The cost and difficulty involved in snooping has dropped precipitously in recent decades.  In the run up to 9/11 it was relatively hard to snoop on people.  And, as a result of Watergate and a big scandal that erupted a few years later that involved the FBI spying on groups who were peacefully organizing against the Vietnam war, the laws were fairly tight and the IC fairly careful.  Snowden was apparently unaware of these and other pre-9/11 examples of IC overreach and the waxing and waning efforts to control it.  I don't know if his behavior would have been different had he known.

According to Snowden, the IC were blamed for missing 9/11 and accepted the blame.  I think the situation in more complicated but, in the interests of brevity, I am going to skip over that.  In any case, after 9/11 the Bush administration asked the IC "what do you need to do better next time?"  The IC's response was "give us a lot of money then cut us loose from regulation and oversight so we can us do anything we think is appropriate".  The result was the USA/PATRIOT Act, which gave the IC a ton of money and authorization to do pretty much anything they wanted to do.

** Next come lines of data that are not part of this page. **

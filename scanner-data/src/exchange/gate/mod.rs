use self::channel::GateChannel;
use crate::subscription::Subscription;
use chrono::Utc;
use serde::{Deserialize, Deserializer, Serialize};
use serde_json::Value;

/// Gate.io channel names.
pub mod channel;

/// Order book update payload.
pub mod book;

/// 24h spot ticker REST records and client.
pub mod ticker;

/// Gate.io WebSocket subscribe request, sent once when a connection becomes ready.
///
/// Example:
/// ```json
/// {
///   "time": 1700000000000,
///   "channel": "spot.order_book_update",
///   "event": "subscribe",
///   "payload": ["BTC_USDT", "100ms"]
/// }
/// ```
#[derive(Clone, Debug, PartialEq, Eq, Deserialize, Serialize)]
pub struct GateSubscribeRequest {
    pub time: i64,
    pub channel: String,
    pub event: String,
    pub payload: Vec<String>,
}

impl GateSubscribeRequest {
    pub fn new(subscription: &Subscription, time: i64) -> Self {
        let mut payload = vec![subscription.symbol.exchange_pair()];
        payload.extend(subscription.interval.iter().cloned());

        Self {
            time,
            channel: GateChannel::from(subscription.kind).as_ref().to_string(),
            event: "subscribe".to_string(),
            payload,
        }
    }
}

impl From<&Subscription> for GateSubscribeRequest {
    fn from(subscription: &Subscription) -> Self {
        Self::new(subscription, Utc::now().timestamp_millis())
    }
}

/// Gate.io WebSocket message wrapper.
#[derive(Clone, Debug, PartialEq)]
pub enum GateMessage {
    /// Subscription acknowledgement, error frame, or anything without an update body.
    Ignore,
    /// Data frame carrying an update body.
    Update(Value),
}

impl<'de> Deserialize<'de> for GateMessage {
    fn deserialize<D>(deserializer: D) -> Result<Self, D::Error>
    where
        D: Deserializer<'de>,
    {
        let value = Value::deserialize(deserializer)?;

        if value.get("error").is_some_and(|error| !error.is_null()) {
            return Ok(GateMessage::Ignore);
        }

        if let Some(update) = value.get("update").filter(|update| !update.is_null()) {
            return Ok(GateMessage::Update(update.clone()));
        }

        // Live v4 frames carry the body under "result" with event "update"
        let is_update_event = value.get("event").and_then(Value::as_str) == Some("update");
        match value.get("result") {
            Some(result) if is_update_event && !result.is_null() => {
                Ok(GateMessage::Update(result.clone()))
            }
            _ => Ok(GateMessage::Ignore),
        }
    }
}
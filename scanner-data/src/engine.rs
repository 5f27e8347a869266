//! Single-task scanner engine.
//!
//! [`Scanner`] is the synchronous state machine owning every component. [`ScannerHandle::spawn`]
//! drives it from one tokio task that serialises user commands, connection events, the trade
//! window reset, highlight deadlines and ticker fetch completions, then publishes a
//! [`ScannerView`] after each change.

use crate::{
    books::OrderBookMerger,
    config::ScannerConfig,
    connection::{ConnectionManager, Connector, StreamEvent, StreamEventKind},
    error::ScannerError,
    filter::{FilterCriteria, filter_symbols},
    subscription::{ChannelKind, Subscription},
    symbol::Symbol,
    ticker::{TickerCache, TickerSource, load_ticker_cache},
    trades::TradeRateCounter,
    view::{ScannerView, SymbolCard, Timeframe},
};
use std::{sync::Arc, time::Duration};
use tokio::{
    sync::{mpsc, watch},
    task::JoinHandle,
    time::{Instant, Interval, MissedTickBehavior},
};
use tracing::{debug, info};

/// User command accepted by the running engine.
#[derive(Clone, PartialEq, Debug)]
pub enum Command {
    Pause,
    Resume,
    TogglePause,
    SetCriteria(FilterCriteria),
    SetTimeframe(Timeframe),
    RefreshTickers,
    Shutdown,
}

pub struct Scanner<C> {
    universe: Vec<Symbol>,
    book_interval: String,
    manager: ConnectionManager<C>,
    counter: TradeRateCounter,
    books: OrderBookMerger,
    tickers: TickerCache,
    criteria: FilterCriteria,
    timeframe: Timeframe,
    paused: bool,
    visible: Vec<Symbol>,
}

impl<C> Scanner<C>
where
    C: Connector,
{
    /// Create a paused scanner. Nothing is opened until [`Scanner::resume`].
    pub fn new(config: &ScannerConfig, connector: C, events: mpsc::Sender<StreamEvent>) -> Self {
        Self {
            universe: config.symbols.clone(),
            book_interval: config.book_interval.clone(),
            manager: ConnectionManager::new(connector, events),
            counter: TradeRateCounter::new(&config.symbols),
            books: OrderBookMerger::new(config.book_depth, config.highlight_duration),
            tickers: TickerCache::default(),
            criteria: FilterCriteria::default(),
            timeframe: Timeframe::default(),
            paused: true,
            visible: Vec::new(),
        }
    }

    pub fn is_paused(&self) -> bool {
        self.paused
    }

    pub fn is_streaming(&self) -> bool {
        self.counter.is_streaming()
    }

    pub fn visible(&self) -> &[Symbol] {
        &self.visible
    }

    pub fn criteria(&self) -> FilterCriteria {
        self.criteria
    }

    pub fn tickers(&self) -> &TickerCache {
        &self.tickers
    }

    pub fn counter(&self) -> &TradeRateCounter {
        &self.counter
    }

    pub fn books(&self) -> &OrderBookMerger {
        &self.books
    }

    pub fn connections(&self) -> &ConnectionManager<C> {
        &self.manager
    }

    /// Start streaming: fresh counts, one trade connection per symbol, book connections for
    /// the visible set.
    pub fn resume(&mut self) {
        if !self.paused {
            return;
        }

        info!(symbols = self.universe.len(), "resuming scanner");
        self.paused = false;
        self.counter.start();
        for symbol in &self.universe {
            self.manager.open(Subscription::trades(symbol.clone()));
        }
        self.refresh();
    }

    /// Stop streaming: every connection is closed and counts freeze. Book snapshots stay
    /// displayed.
    pub fn pause(&mut self) {
        if self.paused {
            return;
        }

        info!("pausing scanner");
        self.paused = true;
        self.manager.close_all();
        self.counter.stop();
        self.books.clear_highlights();
        self.refresh();
    }

    pub fn toggle_pause(&mut self) {
        if self.paused {
            self.resume()
        } else {
            self.pause()
        }
    }

    pub fn set_criteria(&mut self, criteria: FilterCriteria) {
        debug!(?criteria, "updating filter criteria");
        self.criteria = criteria;
        self.refresh();
    }

    pub fn set_timeframe(&mut self, timeframe: Timeframe) {
        self.timeframe = timeframe;
    }

    /// Replace the ticker baseline wholesale.
    pub fn apply_tickers(&mut self, tickers: TickerCache) {
        self.tickers = tickers;
        self.refresh();
    }

    /// Apply one command. Returns false for commands the caller must handle itself.
    pub fn apply(&mut self, command: Command) -> bool {
        match command {
            Command::Pause => self.pause(),
            Command::Resume => self.resume(),
            Command::TogglePause => self.toggle_pause(),
            Command::SetCriteria(criteria) => self.set_criteria(criteria),
            Command::SetTimeframe(timeframe) => self.set_timeframe(timeframe),
            Command::RefreshTickers | Command::Shutdown => return false,
        }
        true
    }

    /// Apply one connection event. Events from closed handles are no-ops.
    ///
    /// Returns true if anything observable changed.
    pub fn handle_event(&mut self, event: StreamEvent, now: Instant) -> bool {
        if !self.manager.accept(&event) {
            return false;
        }

        match event.kind {
            StreamEventKind::Connected | StreamEventKind::Disconnected(_) => true,
            StreamEventKind::Trade => {
                let changed = self.counter.record(&event.symbol);
                if changed {
                    self.refresh();
                }
                changed
            }
            StreamEventKind::OrderBook(update) => self.books.apply(&event.symbol, update, now),
        }
    }

    /// Trade window boundary.
    pub fn tick(&mut self) {
        self.counter.tick();
        self.refresh();
    }

    pub fn next_highlight_expiry(&self) -> Option<Instant> {
        self.books.next_highlight_expiry()
    }

    pub fn expire_highlights(&mut self, now: Instant) -> bool {
        self.books.expire_highlights(now)
    }

    /// Close everything and stop counting.
    pub fn shutdown(&mut self) {
        self.paused = true;
        self.manager.close_all();
        self.counter.stop();
    }

    pub fn view(&self, now: Instant) -> ScannerView {
        let cards = self
            .visible
            .iter()
            .map(|symbol| SymbolCard {
                symbol: symbol.clone(),
                trades: self.counter.count(symbol),
                ticker: self.tickers.get(symbol).cloned(),
                book: self.books.snapshot(symbol).cloned(),
                highlighted: self.books.is_highlighted(symbol, now),
                book_status: self.manager.status(symbol, ChannelKind::OrderBook),
            })
            .collect();

        ScannerView {
            paused: self.paused,
            timeframe: self.timeframe,
            criteria: self.criteria,
            cards,
            trade_counts: self.counter.counts(),
        }
    }

    fn refresh(&mut self) {
        self.visible = filter_symbols(
            &self.universe,
            |symbol| self.counter.count(symbol),
            &self.tickers,
            &self.criteria,
        );
        self.reconcile_books();
    }

    /// Unmount cards that left the visible set, mount newcomers, and make sure every mounted
    /// card has a book connection while streaming.
    fn reconcile_books(&mut self) {
        let departed = self
            .books
            .mounted()
            .filter(|symbol| !self.visible.contains(symbol))
            .cloned()
            .collect::<Vec<_>>();

        for symbol in departed {
            self.books.unmount(&symbol);
            self.manager.close(&symbol, ChannelKind::OrderBook);
        }

        for symbol in &self.visible {
            self.books.mount(symbol.clone());
            if !self.paused && !self.manager.is_open(symbol, ChannelKind::OrderBook) {
                self.manager.open(Subscription::order_book(
                    symbol.clone(),
                    self.book_interval.clone(),
                ));
            }
        }
    }
}

/// Handle to a running scanner engine task.
#[derive(Debug)]
pub struct ScannerHandle {
    commands: mpsc::Sender<Command>,
    view: watch::Receiver<ScannerView>,
    task: JoinHandle<()>,
}

impl ScannerHandle {
    /// Validate `config`, start streaming and spawn the engine task. Must be called within a
    /// tokio runtime.
    pub fn spawn<C, S>(config: ScannerConfig, connector: C, source: S) -> Result<Self, ScannerError>
    where
        C: Connector + 'static,
        S: TickerSource + 'static,
    {
        config.validate()?;

        let (events_tx, events_rx) = mpsc::channel(config.channel_buffer_size);
        let (commands_tx, commands_rx) = mpsc::channel(64);

        let mut scanner = Scanner::new(&config, connector, events_tx);
        scanner.resume();

        let (view_tx, view_rx) = watch::channel(scanner.view(Instant::now()));

        let task = tokio::spawn(run(
            scanner,
            events_rx,
            commands_rx,
            view_tx,
            Arc::new(source),
            config.trade_window,
        ));

        Ok(Self {
            commands: commands_tx,
            view: view_rx,
            task,
        })
    }

    pub async fn send(&self, command: Command) -> Result<(), ScannerError> {
        self.commands
            .send(command)
            .await
            .map_err(|_| ScannerError::EngineStopped)
    }

    /// Receiver notified whenever the published view changes.
    pub fn subscribe(&self) -> watch::Receiver<ScannerView> {
        self.view.clone()
    }

    /// Latest published view.
    pub fn current(&self) -> ScannerView {
        self.view.borrow().clone()
    }

    /// Stop the engine, closing every connection, and wait for the task to exit.
    pub async fn shutdown(self) -> Result<(), ScannerError> {
        let _ = self.commands.send(Command::Shutdown).await;
        self.task.await.map_err(|_| ScannerError::EngineStopped)
    }
}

The resulting buildup had only been under way for a few years when Snowden joined up.  So he had a front row seat on the worst excesses.  One of the things the IC asked for and got was wide authority to access pretty much any kind of data about anyone.  That was bad.  But what made it even worse was that they got authority to make it illegal for the companies on the receiving end of one of these requests to even acknowledge the existence of the request.  The law forced telephone companies, for instance, to lie about the very existence of a subpoena from the NSA asking for "all telephone records of all calls".

For those who don't follow this sort of thing as closely as I do, there are three principle agencies involved in all this.  The NSA is responsible for SIGINT, SIGnals INTelligence, anything they can find out about radio signals, the internet, and such like.  The CIA was responsible for HUMINT, HUMan INTelligence, roughly everything else.  But both agencies were restricted to activities happening overseas.  In other words, prior to 9/11 both the CIA and the NSA were expressly forbidden to spy on US citizens, especially if they were in the US.  The third agency, the FBI, was responsible for both SIGINT and HUMINT within the US and with respect to US citizens.

One of the main causes of 9/11 was "silo-ing", one agency not working closely with the others but instead keeping what they knew "in a silo".  As a result, nobody had the full picture.  The other main cause was a lack of focus.  The Clinton Administration had a cabinet level committee monitoring Al Qaeda.  The Bush administration shelved that.

So modest changes, primarily making all the agencies work together better, would have been enough to prevent another 9/11.  But the IC saw an opportunity and took it.  And things were set up so that there was basically no oversight.  Just the way an out of control bureaucrat likes it.  As a result, the IC was completely out of control at that time.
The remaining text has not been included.